The nature and power of faith described. (1-3) It is set forth by instances from Abel to Noah. (4-7) By Abraham and his descendants. (8-19) By Jacob, Joseph, Moses, the Israelites, and Rahab. (20-31) By other Old Testament believers. (32-38) The better state of believers under the gospel. (39,40)

Verses 1-3 Faith always has been the mark of God's servants, from the beginning of the world. Where the principle is planted by the regenerating Spirit of God, it will cause the truth to be received, concerning justification by the sufferings and merits of Christ. And the same things that are the object of our hope, are the object of our faith. It is a firm persuasion and expectation, that God will perform all he has promised to us in Christ. This persuasion gives the soul to enjoy those things now; it gives them a subsistence or reality in the soul, by the first-fruits and foretastes of them. Faith proves to the mind, the reality of things that cannot be seen by the bodily eye. It is a full approval of all God has revealed, as holy, just, and good. This view of faith is explained by many examples of persons in former times, who obtained a good report, or an honourable character in the word of God. Faith was the principle of their holy obedience, remarkable services, and patient sufferings. The Bible gives the most true and exact account of the origin of all things, and we are to believe it, and not to wrest the Scripture account of the creation, because it does not suit with the differing fancies of men. All that we see of the works of creation, were brought into being by the command of God.

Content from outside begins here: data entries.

//! Tile coordinates and the mapping between tiles and world space.
//!
//! Tile `(i, j)` occupies the world-space column starting at
//! `((i - x0) * side, 0, (j - y0) * side)` and extending `side` voxels along
//! every axis, where `(x0, y0)` is the corner of the scope rectangle.

use std::fmt;

use glam::Vec3;
use serde::{Deserialize, Serialize};
use tessera_config::ScopeConfig;

use crate::frustum::Aabb;

/// Integer grid position of a region.
#[derive(Clone, Copy, Debug, PartialEq, Eq, Hash, PartialOrd, Ord, Serialize, Deserialize)]
pub struct TileCoord {
    /// Column.
    pub i: i32,
    /// Row.
    pub j: i32,
}

impl TileCoord {
    /// Creates a coordinate.
    pub const fn new(i: i32, j: i32) -> Self {
        Self { i, j }
    }

    /// The coordinate shifted by `(di, dj)`.
    pub const fn offset(self, di: i32, dj: i32) -> Self {
        Self::new(self.i + di, self.j + dj)
    }

    /// Euclidean grid distance.
    pub fn distance(self, other: TileCoord) -> f64 {
        let di = f64::from(self.i - other.i);
        let dj = f64::from(self.j - other.j);
        di.hypot(dj)
    }

    /// Chebyshev (ring) distance.
    pub fn chebyshev(self, other: TileCoord) -> i32 {
        (self.i - other.i).abs().max((self.j - other.j).abs())
    }
}

impl fmt::Display for TileCoord {
    fn fmt(&self, f: &mut fmt::Formatter<'_>) -> fmt::Result {
        write!(f, "{}_{}", self.i, self.j)
    }
}

/// The scope rectangle together with the region edge length.
#[derive(Clone, Copy, Debug, PartialEq, Eq)]
pub struct TileGrid {
    scope: ScopeConfig,
    side: usize,
}

impl TileGrid {
    pub fn new(scope: ScopeConfig, side: usize) -> Self {
        Self { scope, side }
    }

    pub fn scope(&self) -> &ScopeConfig {
        &self.scope
    }

    /// Region edge length in voxels.
    pub fn side(&self) -> usize {
        self.side
    }

    /// Returns `true` if the tile lies inside the scope rectangle.
    pub fn contains(&self, tile: TileCoord) -> bool {
        self.scope.contains(tile.i, tile.j)
    }

    /// World-space origin of the tile.
    pub fn offset(&self, tile: TileCoord) -> Vec3 {
        let side = self.side as f32;
        Vec3::new(
            (tile.i - self.scope.x0) as f32 * side,
            0.0,
            (tile.j - self.scope.y0) as f32 * side,
        )
    }

    /// World-space bounds of the tile's voxel cube.
    pub fn bounds(&self, tile: TileCoord) -> Aabb {
        let min = self.offset(tile);
        Aabb::new(min, min + Vec3::splat(self.side as f32))
    }

    /// The tile containing a world-space position. May lie outside the scope.
    pub fn tile_at(&self, world: Vec3) -> TileCoord {
        let side = self.side as f32;
        TileCoord::new(
            self.scope.x0 + (world.x / side).floor() as i32,
            self.scope.y0 + (world.z / side).floor() as i32,
        )
    }

    /// The tile containing a world-space position and the voxel coordinate
    /// inside it.
    pub fn locate(&self, world: Vec3) -> (TileCoord, [i64; 3]) {
        let tile = self.tile_at(world);
        let side = self.side as i64;
        let local = [
            world.x.floor() as i64 - i64::from(tile.i - self.scope.x0) * side,
            world.y.floor() as i64,
            world.z.floor() as i64 - i64::from(tile.j - self.scope.y0) * side,
        ];
        (tile, local)
    }
}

Verses 4-7 Here follow some illustrious examples of faith from the Old Testament. Abel brought a sacrifice of atonement from the firstlings of the flock, acknowledging himself a sinner who deserved to die, and only hoping for mercy through the great Sacrifice. Cain's proud rage and enmity against the accepted worshipper of God, led to the awful effects the same principles have produced in every age; the cruel persecution, and even murder of believers. By faith Abel, being dead, yet speaketh; he left an instructive and speaking example. Enoch was translated, or removed, that he should not see death; God took him into heaven, as Christ will do the saints who shall be alive at his second coming. We cannot come to God, unless we believe that he is what he has revealed himself to be in the Scripture. Those who would find God, must seek him with all their heart. Noah's faith influenced his practice; it moved him to prepare an ark. His faith condemned the unbelief of others; and his obedience condemned their contempt and rebellion. Good examples either convert sinners or condemn them. This shows how believers, being warned of God to flee from the wrath to come, are moved with fear, take refuge in Christ, and become heirs of the righteousness of faith.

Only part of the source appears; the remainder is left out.